Heinrich stand vor Staunen noch immer der Mund offen und Hagweed fing an zu lachen, als sein Blick auf ihn fiel. Als Heinrich es bemerkte, klappte er den Mund rasch zu.

»Was dachtest du, wo du Zauberstäbe und Bücher über Zaubertrankbrauerei bekommst? Bei Woolworth in Poppenbüttel?« Hagweed lachte wiehernd und wies mit ausladender Gebärde in die Runde. »Die Winkel-Mall. Alles, was du für den magischen Hausgebrauch benötigst, findest du hier. Und noch etwas mehr. Sehen wir uns ein bisschen um?«

Staunend klebte Heinrich Hagweed an den Fersen, während der den Fremdenführer mimte und Heinrich mit lässigen Gesten den örtlichen Einzelhandel nahebrachte. »Das hier ist ›Star-Back‹, eine unserer größten Bäckereiketten. Machen prima Blaubeermuffins. Dort hinten der Klamottenladen, das ist ›H&M‹: ›Hexen- und Magiermode‹. Da können wir nachher deine Uniformen kaufen. Sind etwas entkrampfter, als die antiquierten Fummel mit Stehkragen von ›C&A‹. Zwischendurch muss ich noch hier drüben zu ›Grünkotz‹, der führenden ortsansässigen Magierbank, und für Professor Schwurbelbart was abholen. Und falls du zwischendurch was zu picken brauchst: Nirgends gibt's bessere Burger, als bei ›McWizards‹, einer unserer angesagtesten Fad-Food-Ketten. Dort vorne bei Olli gibt's 'n ganz gutes Bier. Früher hat Olli hier in der achten oder neunten Generation Zauberstäbe verkauft. Das war, bevor der ›Magier Markt‹ den ganzen Zauberstabmarkt an sich gerissen hat.«

›Bei Olli – Inhaber: Mr. Oleander‹, las Heinrich an der Glastür des bezeichneten Ladens, der gerammelt voll mit erschöpften Einkäufern war, die beim Bier oder Kaffee ein wenig verschnauften.
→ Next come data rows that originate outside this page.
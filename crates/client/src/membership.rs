use log::debug;
use serde::Deserialize;

use crate::{course::Course, Client, Relationship, Result, Transport};

/// Enough memberships to get everything in one page
const MEMBERSHIPS_PAGE: usize = 500;

/// Ties a user to a course
#[derive(Debug, Deserialize)]
pub struct CourseMembership {
    pub id: String,
    pub relationships: MembershipRelationships,
}

#[derive(Debug, Deserialize)]
pub struct MembershipRelationships {
    pub course: Relationship,
}

impl<T: Transport> Client<T> {
    pub fn course_memberships(&self, user_id: &str) -> Result<Vec<CourseMembership>> {
        let route = format!("/users/{}/course-memberships", user_id);
        self.get_all(&route, MEMBERSHIPS_PAGE)?.into_result(&route)
    }

    /// Get every course the user is a member of, in membership order
    pub fn my_courses(&self, user_id: &str) -> Result<Vec<Course>> {
        let memberships = self.course_memberships(user_id)?;
        debug!("user {} has {} memberships", user_id, memberships.len());

        memberships
            .iter()
            .map(|m| {
                let course_id = &m.relationships.course.data.id;
                debug!("membership {} is in course {}", m.id, course_id);
                self.course(course_id)
            })
            .collect()
    }
}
»Oh, Mann, damals hat auf dem ganzen Gelände hier eine kleine verwinkelte Puffgasse mit etlichen windschiefen und abbruchreifen Buden gestanden«, erinnerte sich Hagweed mit leicht diesigem Blick. »Dann haben Investoren das Ganze aufgekauft, eingeebnet und im Zuge eines Stadtentwicklungsprojektes die Winkel-Mall aufgezogen. Hat viele Leute verärgert, aber so funktioniert halt die Marktwirtschaft. Die Preise für Zauberstäbe sind seitdem um die Hälfte gesunken.«

Sie nahmen die Rolltreppe ins erste Obergeschoss, schlenderten an schier endlosen gläsernen Schaufensterfassaden entlang und inspizierten hier und da die Auslagen und Warensortimente. Heinrich hatte gar nicht genug Augen und Ohren, um all die auf ihn einstürmenden Eindrücke zu verarbeiten. Hagweed erklärte die exotischen Artikel und hatte zu allem, auf das Heinrich zeigte, eine Antwort parat. »Die Früchte da? Das sind Melaten. Eine Kreuzung aus Melonen und Tomaten. Sehr schmackhaft. Die daneben heißen Würgpflaumen. Werden nicht so arg geschätzt, weil sie ziemlich scharf nach Drachenmist riechen. Deshalb werden sie eingepackt verkauft. Als Brechmittel sind sie aber äußerst wirksam.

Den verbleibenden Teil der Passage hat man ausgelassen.